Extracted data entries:
⟨
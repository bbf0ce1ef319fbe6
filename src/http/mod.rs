//! HTTP protocol handling subsystem.
//!
//! # Data Flow
//! ```text
//! client connection
//!     → server.rs (Axum setup, request id, tracing, concurrency limit)
//!     → forwarder.rs (route lookup, session binding, header injection)
//!     → upstream pool (checkout, send once)
//!     → response.rs (strip hop-by-hop and injected headers)
//!     → body.rs (stream frames back, release session and connection)
//!     → client
//! ```

pub mod body;
pub mod error;
pub mod forwarder;
pub mod request;
pub mod response;
pub mod server;
pub mod state;

pub use error::ProxyError;
pub use forwarder::{ClientInfo, Forwarder};
pub use request::X_REQUEST_ID;
pub use server::{AppState, HttpServer};
pub use state::Runtime;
⟩
Word for word, copy out the data.

repository bbf0ce1ef319fbe6
filename src/http/mod.rs
//! HTTP protocol handling subsystem.
//!
//! # Data Flow
//! ```text
//! client connection
//!     → server.rs (Axum setup, request id, tracing, concurrency limit)
//!     → forwarder.rs (route lookup, session binding, header injection)
//!     → upstream pool (checkout, send once)
//!     → response.rs (strip hop-by-hop and injected headers)
//!     → body.rs (stream frames back, release session and connection)
//!     → client
//! ```

pub mod body;
pub mod error;
pub mod forwarder;
pub mod request;
pub mod response;
pub mod server;
pub mod state;

pub use error::ProxyError;
pub use forwarder::{ClientInfo, Forwarder};
pub use request::X_REQUEST_ID;
pub use server::{AppState, HttpServer};
pub use state::Runtime;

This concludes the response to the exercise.